There have been no buyers for the N182billion assets obtained by the Asset Management Corporation of Nigeria (AMCON) from debt resolution, the organisation said yesterday.
AMCON Managing Director Ahmed Kuru, speaking in Lagos at the two-day retreat on AMCON Act Amendment Bill, attended by members of the Senate Committee on Banking, Insurance and other Financial Institutions, said: “Our ability to successfully divest these assets at competitive market price, is severely hampered by several factors including valuation methodology, unperfected title documents, state of the economy, purchasing power.
“The third challenge is the uncooperative attitudes of select obligors who are either unwilling and/or unable to settle their indebtedness. Such debtors prefer to resort to all manner of diversionary tactics as opposed to dealing with the problem of their indebtedness. It sees most of them are buying time, to where we do not know”.
The AMCON boss said the N4.8 trillion bad loans owed to the corporation represent 55 per cent of the 2018 budget.
He said given the current demands on the Federal Government, it is doubtful that it can afford to expense AMCON’s debt in the short term.
Kuru reminded the Senate Committee on Banking, Insurance and other Financial Institutions that the ramifications for failure by AMCON to recover its debt go beyond economic cost.
“It was for that reason, AMCON, after seven years of negotiating with the obligors with no commensurate recovery result, has decided to change its strategy, which now pays strict attention to enforcements as a way of compelling especially the recalcitrant obligors to come and pay up their debts,” he said.
To achieve this however, Kuru said the Corporation will be heavily dependent on the legislature, most especially members of the committee to facilitate the amendment of the AMCON Act since most obligors of AMCON that are politically exposed and business heavyweights now employ different antics in law to tie the Corporation up in courts.
Further highlighting other challenges faced by the Corporation, the AMCON CEO, again said: “One of the major areas for amendment is the matter of vesting proprietary interest of all collateral assets acquired by AMCON from commercial banks. The proposed amendment will have retrospective effect.

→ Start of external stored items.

impl DomainRegistry {
    pub fn new(store: Arc<dyn KvStore>, prefix: impl Into<String>) -> Self {
        Self {
            store,
            prefix: prefix.into(),
            records: BTreeMap::new(),
        }
    }

    fn enabled_key(&self) -> String {
        format!("{}/domains_enabled", self.prefix)
    }

    fn field_key(&self, name: &str, field: &str) -> String {
        format!("{}/domains/{name}/{field}", self.prefix)
    }

    /// Fetch the declared domain set and materialize every declared name
    /// that is not already tracked.
    ///
    /// Any failure aborts the whole load: freshly fetched records are
    /// staged and committed only once every declared name resolved, so a
    /// half-readable store never changes what the scheduler sees. Names
    /// that left the declared set stay tracked (cleanup is an operator
    /// concern, not ours).
    pub async fn load(&mut self) -> Result<(), LoadError> {
        let key = self.enabled_key();
        let raw = self
            .store
            .get_value(&key)
            .await?
            .ok_or(LoadError::MissingKey { key: key.clone() })?;
        let enabled: Vec<String> =
            serde_json::from_slice(&raw).map_err(|e| LoadError::Malformed {
                key,
                reason: e.to_string(),
            })?;

        let mut staged = Vec::new();
        for name in &enabled {
            if !self.records.contains_key(name) {
                staged.push((name.clone(), self.fetch_record(name).await?));
            }
        }
        for (name, record) in staged {
            tracing::info!(domain = %name, names = ?record.names, "Tracking domain record");
            self.records.insert(name, record);
        }
        Ok(())
    }

    async fn fetch_record(&self, name: &str) -> Result<DomainRecord, LoadError> {
        let raw = self
            .required_field(name, FIELD_DOMAIN_LIST)
            .await?;
        let key = self.field_key(name, FIELD_DOMAIN_LIST);
        let names: Vec<String> =
            serde_json::from_slice(&raw).map_err(|e| LoadError::Malformed {
                key: key.clone(),
                reason: e.to_string(),
            })?;
        if names.is_empty() {
            return Err(LoadError::Malformed {
                key,
                reason: "at least one hostname is required".to_string(),
            });
        }

        let contact_email = self
            .optional_string(name, FIELD_EMAIL)
            .await?
            .filter(|s| !s.is_empty());

        let issued_at = match self.optional_string(name, FIELD_TIMESTAMP).await? {
            Some(raw) => Some(DomainRecord::parse_timestamp(&raw).map_err(|reason| {
                LoadError::Malformed {
                    key: self.field_key(name, FIELD_TIMESTAMP),
                    reason,
                }
            })?),
            None => None,
        };

        Ok(DomainRecord {
            names,
            contact_email,
            issued_at,
            certificate: self.optional_string(name, FIELD_CERT).await?.unwrap_or_default(),
            chain: self.optional_string(name, FIELD_CHAIN).await?.unwrap_or_default(),
            full_chain: self
                .optional_string(name, FIELD_FULLCHAIN)
                .await?
                .unwrap_or_default(),
            private_key: self
                .optional_string(name, FIELD_PRIVATE_KEY)
                .await?
                .unwrap_or_default(),
            account: None,
        })
    }

    async fn required_field(
        &self,
        name: &str,
        field: &'static str,
    ) -> Result<Vec<u8>, LoadError> {
        self.store
            .get_value(&self.field_key(name, field))
            .await?
            .ok_or(LoadError::MissingField {
                name: name.to_string(),
                field,
            })
    }

    async fn optional_string(
        &self,
        name: &str,
        field: &'static str,
    ) -> Result<Option<String>, LoadError> {
        match self.store.get_value(&self.field_key(name, field)).await? {
            Some(bytes) => {
                String::from_utf8(bytes)
                    .map(Some)
                    .map_err(|e| LoadError::Malformed {
                        key: self.field_key(name, field),
                        reason: e.to_string(),
                    })
            }
            None => Ok(None),
        }
    }

    /// Replace the tracked record for `name`.
    pub fn upsert(&mut self, name: &str, record: DomainRecord) {
        self.records.insert(name.to_string(), record);
    }

    /// Tracked records in name order.
    pub fn snapshot(&self) -> Vec<(String, DomainRecord)> {
        self.records
            .iter()
            .map(|(name, record)| (name.clone(), record.clone()))
            .collect()
    }

    pub fn get(&self, name: &str) -> Option<&DomainRecord> {
        self.records.get(name)
    }

    pub fn len(&self) -> usize {
        self.records.len()
    }

    pub fn is_empty(&self) -> bool {
        self.records.is_empty()
    }

    /// Write a record's certificate material and timestamp back to the
    /// store. The key is written before any certificate and the timestamp
    /// goes last: an interrupted write-back leaves the old timestamp in
    /// place, so the record counts as not-yet-renewed on the next tick.
    pub async fn persist(&self, name: &str, record: &DomainRecord) -> Result<(), StoreError> {
        self.store
            .put_value(
                &self.field_key(name, FIELD_PRIVATE_KEY),
                record.private_key.as_bytes(),
            )
            .await?;
        self.store
            .put_value(&self.field_key(name, FIELD_CERT), record.certificate.as_bytes())
            .await?;
        self.store
            .put_value(&self.field_key(name, FIELD_CHAIN), record.chain.as_bytes())
            .await?;
        self.store
            .put_value(
                &self.field_key(name, FIELD_FULLCHAIN),
                record.full_chain.as_bytes(),
            )
            .await?;
        if let Some(timestamp) = record.timestamp_string() {
            self.store
                .put_value(&self.field_key(name, FIELD_TIMESTAMP), timestamp.as_bytes())
                .await?;
        }
        Ok(())
    }
}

The vesting of proprietary interest of all collateral assets in the resolution vehicle was implemented in Malaysia and was instrumental to their success in recovering debt obligations”.
Chairman, Senate Committee on Banking, Insurance and other Financial Institutions, Senator Rafiu Adebayo Ibrahim, said Nigeria could be made great again, if the legislature empowers AMCON to go after recalcitrant obligors.
He described this as the only way AMCON coulod meet its mandate of achieving the tough mandate for which it was set up in 2010.
He hinted that the Senate,as part of its oversight functions, had decided that AMCON must be given all the support required to perform as expected by all Nigerians.
He urged the AMCON management to collaborate with the Federal Ministry of Finance, the Central Bank of Nigeria (CBN) and the office of the Attorney General of the Federation to propose that the President issue an Executive Order on seizure of assets of persons who are indebted to AMCON.